Nun, wir sind einfach nicht in der Lage auf Tour zu gehen. Und eigentlich wollen wir das auch in Zukunft nicht tun. Nur Einzelshows und Festivals. Für uns bedeutet das mehr Spass. Außerdem haben wir alle Jobs und Familien, die uns vom Touren abhalten.

Wie kommt es, dass ihr in Kontakt mit den Jungs vom Z.E.LT. e.V. In Dippoldiswalde kamt?

Der Kontakt kam von Purgatory. Sie haben diese Show arrangiert. Es gibt noch ältere Kontakte, aber die betreffen zur Zeit nur Spanien und Griechenland.

Wie können kleinere Veranstalter euch kontaktieren?

Schreibt einfach eine Nachricht an uns via Myspace. Aber derzeit sind wir in Kontakt mit einem professionellen Booker, mal sehen wie es künftig läuft.

Wie fühlt es sich an, nach all den langen Jahren wieder mit Martin van Drunen auf der Bühne zu stehen, und welches war das größte Live-Erlebnis für euch mit ihm?

Es fühlt sich sehr gut an und wieder natürlich irgendwie. Martin und ich sind seit der Highschool 1987 Freunde, so dass wir uns schon ein halbes Leben lang kennen. Die größte Live-Erfahrung mit ihm? Hmm, eigentlich ist jeder Auftritt mit ihm gut, aber unser Party.San-Auftritt 2007 war schon was ganz besonderes für uns.

Nur die wenigsten Death-Metal-Fans kennen eure Alben, die ihr ohne Martin aufgenommen habt. Spielt ihr mit Martin auch Songs von diesen Alben?

Wir spielen manchmal „Waves Of Fire“ vom „On The Wings Of Inferno“-Album, das war es auch schon. Wir spielen nur die Songs von den ersten beiden Classics-Alben und manchmal noch alte Demo-Tracks von 1989. Jetzt beginnen wir auch neuere Songs wie „Death The Brutal Way“ und „Der Eisenbahnmörser“ vom kommenden Album zu spielen.

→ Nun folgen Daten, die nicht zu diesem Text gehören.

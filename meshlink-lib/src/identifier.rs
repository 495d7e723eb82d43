//! The identifier data model.
//!
//! An [`Identifier`] is built fresh from untrusted input on every request,
//! is immutable once validated, and carries its canonical textual form
//! alongside any decoded key material.

/// Wire encoding of a chat public key.
#[derive(Clone, Copy, Debug, PartialEq, Eq)]
pub enum KeyEncoding {
    /// `0x` marker plus hex digits, uncompressed key.
    Hex,
    /// Self-describing base prefix plus payload, uncompressed key.
    Multibase,
    /// `z` prefix plus base58btc payload, compressed key.
    Compressed,
}

impl KeyEncoding {
    /// Whether the encoding's alphabet is case-insensitive, which makes the
    /// lowercase form canonical. Base58 mixes case meaningfully, so
    /// compressed keys never fold.
    pub fn folds_case(&self) -> bool {
        !matches!(self, Self::Compressed)
    }
}

/// A structurally valid chat public key.
#[derive(Clone, Debug, PartialEq, Eq)]
pub struct ChatKey {
    /// Encoding the key arrived in.
    pub encoding: KeyEncoding,
    /// Decoded payload, tag bytes included, exact length enforced.
    pub raw: Vec<u8>,
    /// Canonical text: lowercase for case-folding encodings, verbatim for
    /// compressed keys.
    pub canonical: String,
}

impl ChatKey {
    pub(crate) fn new(encoding: KeyEncoding, raw: Vec<u8>, canonical: String) -> Self {
        Self {
            encoding,
            raw,
            canonical,
        }
    }
}

/// A validated, canonical join-link identifier.
#[derive(Clone, Debug, PartialEq, Eq)]
pub enum Identifier {
    /// Bare domain or URL opened in the in-app browser. Case preserved.
    BrowserLink {
        /// Where the in-app browser should navigate.
        target_url: String,
    },
    /// An `.eth` name, lowercase canonical.
    EnsName {
        /// The full name, suffix included.
        name: String,
    },
    /// A public channel name, lowercase canonical.
    PublicChannel {
        /// The channel name without any `#` sigil.
        name: String,
    },
    /// A chat public key in one of the supported encodings.
    ChatKey(ChatKey),
    /// A private group chat invite.
    GroupChat {
        /// Key of the group admin.
        admin_key: ChatKey,
        /// Display label, already percent-decoded.
        label: String,
        /// Key of the group itself.
        group_key: ChatKey,
    },
}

Euer neuer Song „Death The Brutal Way“ ist auf Myspace zu hören. Es scheint, ihr wollt herausstellen, was Death Metal wirklich bedeutet, oder?

Nun ja, das ist der Slogan, den wir seit 1989 benutzen. Er wurde zuerst von Metalion vom mighty Slayer Mag eingebracht. Aber ja, natürlich wollen wir klar machen, was Death Metal unserer Meinung nach bedeutet. Straight forward brutal music, der am besten mit einem dunklen Friedhof visualisiert wird.

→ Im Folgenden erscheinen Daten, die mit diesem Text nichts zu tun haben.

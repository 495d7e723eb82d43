//! Markup detection on raw input.

use crate::{LinkError, Result};

/// Rejects any input containing HTML angle brackets.
///
/// Runs on the percent-decoded text before classification, so an attack
/// hidden inside an otherwise malformed key is reported as an attack and
/// not as a key-format error. The flagged text travels verbatim inside the
/// error; escaping it is the caller's job.
pub fn reject_markup(decoded: &str) -> Result<()> {
    if decoded.contains(['<', '>']) {
        return Err(LinkError::ContainsMarkup(decoded.to_owned()));
    }
    Ok(())
}
//! Listen command handler.
//!
//! A terminal has no speech engine, so the recognizer replays what the user
//! typed as `--heard` alternatives. Without any, the session ends without
//! speech.

use std::io::Write;
use std::sync::Arc;

use wayfinder_core::{
    LocationField, RecognitionErrorCode, RecognitionEvent, ScriptedRecognizer, SpeechOutcome,
    SpeechRecognizerPort,
};

use crate::bootstrap::CliContext;
use crate::error::CliError;

/// The recognizer standing in for a microphone.
pub fn recognizer_for(heard: &[String], deny_microphone: bool) -> Arc<dyn SpeechRecognizerPort> {
    if deny_microphone {
        return Arc::new(ScriptedRecognizer::new(vec![
            RecognitionEvent::Error(RecognitionErrorCode::NotAllowed),
            RecognitionEvent::End,
        ]));
    }
    if heard.is_empty() {
        return Arc::new(ScriptedRecognizer::new(vec![RecognitionEvent::End]));
    }
    Arc::new(ScriptedRecognizer::hearing(heard.iter().cloned()))
}

/// Execute the listen command.
///
/// Prints `field: Room` when the utterance named a room.
pub async fn execute(
    ctx: &mut CliContext,
    field: LocationField,
    out: &mut dyn Write,
) -> Result<(), CliError> {
    let navigator = &mut ctx.navigator;
    navigator.initialize().await;

    match navigator.voice_input(field).await {
        SpeechOutcome::Resolved(room) => {
            writeln!(out, "{}: {}", field.as_str(), room.display_name())?;
            Ok(())
        }
        other => Err(CliError::Reported(other.message())),
    }
}
//! Suggestion lists for the two location inputs.

use crate::domain::Room;

/// Which location input a value or suggestion list belongs to.
#[derive(Debug, Clone, Copy, PartialEq, Eq, Hash)]
pub enum LocationField {
    /// "You are here".
    Current,
    /// "Take me to".
    Destination,
}

impl LocationField {
    /// Label for logs and CLI parsing.
    pub const fn as_str(self) -> &'static str {
        match self {
            Self::Current => "current",
            Self::Destination => "destination",
        }
    }
}

impl std::str::FromStr for LocationField {
    type Err = String;

    fn from_str(s: &str) -> Result<Self, Self::Err> {
        match s.to_ascii_lowercase().as_str() {
            "current" | "from" => Ok(Self::Current),
            "destination" | "to" => Ok(Self::Destination),
            other => Err(format!("unknown location field '{other}'")),
        }
    }
}

/// Display names of every room whose name contains `query`, ignoring case.
///
/// Order is catalog order. An empty query matches every room.
pub fn filter_rooms(query: &str, rooms: &[Room]) -> Vec<String> {
    let needle = query.to_lowercase();
    rooms
        .iter()
        .filter(|room| room.key().contains(needle.as_str()))
        .map(|room| room.display_name().to_string())
        .collect()
}

/// Current suggestion list for each location input.
///
/// Each refresh replaces that input's list wholesale.
#[derive(Debug, Clone, Default, PartialEq, Eq)]
pub struct AutocompleteFilter {
    current: Vec<String>,
    destination: Vec<String>,
}

impl AutocompleteFilter {
    /// Create a filter with no suggestions.
    pub fn new() -> Self {
        Self::default()
    }

    /// Recompute `field`'s suggestions for `query`.
    pub fn refresh(&mut self, field: LocationField, query: &str, rooms: &[Room]) -> &[String] {
        let slot = self.slot_mut(field);
        *slot = filter_rooms(query, rooms);
        slot
    }

    /// Empty both lists (e.g. on an unmapped floor).
    pub fn clear(&mut self) {
        self.current.clear();
        self.destination.clear();
    }

    /// The suggestions last computed for `field`.
    pub fn suggestions(&self, field: LocationField) -> &[String] {
        match field {
            LocationField::Current => &self.current,
            LocationField::Destination => &self.destination,
        }
    }

    fn slot_mut(&mut self, field: LocationField) -> &mut Vec<String> {
        match field {
            LocationField::Current => &mut self.current,
            LocationField::Destination => &mut self.destination,
        }
    }
}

Was könnt ihr schon über die Aufnahmen und Songwriting zu eurem neuen Album erzählen?

Jepp, die Aufnahmen sind gemacht, Martin will nun den Gesang bald machen, worauf dann Dan Swanö den Mix und das Mastering übernehmen wird. Das Baby soll „Death … The Brutal Way“ heißen.

Kannst du auch schon was zur Tracklist sagen?

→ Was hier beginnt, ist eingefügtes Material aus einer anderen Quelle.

//! Navigation client for the room catalog and route endpoints.

use std::collections::BTreeMap;

use url::Url;
use wayfinder_core::{RoomBlock, RouteRequest};

use crate::config::HttpClientConfig;
use crate::error::HttpResult;
use crate::http::{HttpBackend, ReqwestBackend};
use crate::models::{ApiConfig, FindPathReply};
use crate::url::{FIND_PATH_ENDPOINT, ROOM_BLOCKS_ENDPOINT, ROOMS_ENDPOINT, endpoint_url};

// ============================================================================
// Type Aliases
// ============================================================================

/// Default navigation client using the reqwest HTTP backend.
pub type DefaultNavigationClient = NavigationClient<ReqwestBackend>;

// ============================================================================
// Client
// ============================================================================

/// Client for the navigation backend.
///
/// Generic over an HTTP backend for testing. Use `DefaultNavigationClient`
/// and talk to it through `NavigationApiPort`.
pub struct NavigationClient<B: HttpBackend> {
    pub(crate) backend: B,
    pub(crate) config: ApiConfig,
}

impl DefaultNavigationClient {
    /// Create a new client with the given configuration.
    ///
    /// Fails when the base URL does not parse or the HTTP client cannot be
    /// built.
    pub fn new(config: &HttpClientConfig) -> Result<Self, wayfinder_core::ApiError> {
        Self::build(config).map_err(crate::port::map_error)
    }

    fn build(config: &HttpClientConfig) -> HttpResult<Self> {
        let internal_config = to_internal_config(config)?;
        let backend = ReqwestBackend::new(&internal_config)?;
        tracing::debug!(base_url = %internal_config.base_url, "Navigation client ready");
        Ok(Self {
            backend,
            config: internal_config,
        })
    }
}

fn to_internal_config(config: &HttpClientConfig) -> HttpResult<ApiConfig> {
    Ok(ApiConfig {
        base_url: Url::parse(&config.base_url)?,
        user_agent: config.user_agent.clone(),
        timeout_ms: duration_ms(config.timeout),
        max_retries: config.max_retries,
        retry_base_delay_ms: duration_ms(config.retry_base_delay),
    })
}

fn duration_ms(duration: std::time::Duration) -> u64 {
    u64::try_from(duration.as_millis()).unwrap_or(u64::MAX)
}

impl<B: HttpBackend> NavigationClient<B> {
    /// Create a new client with a custom backend.
    ///
    /// Use this for testing with a fake backend.
    #[cfg(test)]
    pub(crate) const fn with_backend(config: ApiConfig, backend: B) -> Self {
        Self { backend, config }
    }

    /// Every known room name.
    pub(crate) async fn rooms(&self) -> HttpResult<Vec<String>> {
        let url = endpoint_url(&self.config.base_url, ROOMS_ENDPOINT)?;
        self.backend.get_json(&url).await
    }

    /// Block geometry keyed by room name.
    pub(crate) async fn room_blocks(&self) -> HttpResult<BTreeMap<String, RoomBlock>> {
        let url = endpoint_url(&self.config.base_url, ROOM_BLOCKS_ENDPOINT)?;
        self.backend.get_json(&url).await
    }

    /// Raw route answer for `request`.
    pub(crate) async fn route_reply(&self, request: &RouteRequest) -> HttpResult<FindPathReply> {
        let url = endpoint_url(&self.config.base_url, FIND_PATH_ENDPOINT)?;
        self.backend.post_json(&url, request).await
    }
}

Immer ein bisschen mehr, was? Okay, hier sind die Titel: „Scorbutics“, „Black Hole Storm“, „Der Eisenbahnmörser“, „Death … The Brutal Way“ „Asphyx II (They Died As They Marched)“, „Cape Horn“, um ein paar zu nennen …

Cool! Über welche Themen schreibt ihr eigentlich aktuell?

Horror, brutales Kriegsgerät (wie bei „M.S. Bismarck“ so nun auch „Der Eisenbahnmörser“) und ein paar mittelalterliche Themen. Martin schreibt exzellente Texte, die richtig in die Tiefe gehen.

… und was offeriert ihr mit eurem neuen Album?

Death The Brutal Way!!!!

Zum Abschluss noch was lustiges zum entscheiden. Machst du mit?

Death Metal oder Deathcore?

Death Metal über ALLES!

Lesen oder im Internet surfen?

Surfen!

Barack Obama oder George W. Bush?

Obama, aber sicher! Aber er muss sich wohl noch selbst prüfen.

Niederlande oder Deutschland?

Deutschland.

Fisch oder Fleisch?

Fleisch!

Bier oder Wein?

Bier!

Danke für das spontane Interview, und danke für den Spass, ich wünsche euch viel Erfolg! Hast du noch ein paar Worte an die Fans?

Mann, eine Menge Dank für das Interview! Und zu den Fans: Danke für euren langen Support!!! Respect To You All! See You! Cheerz!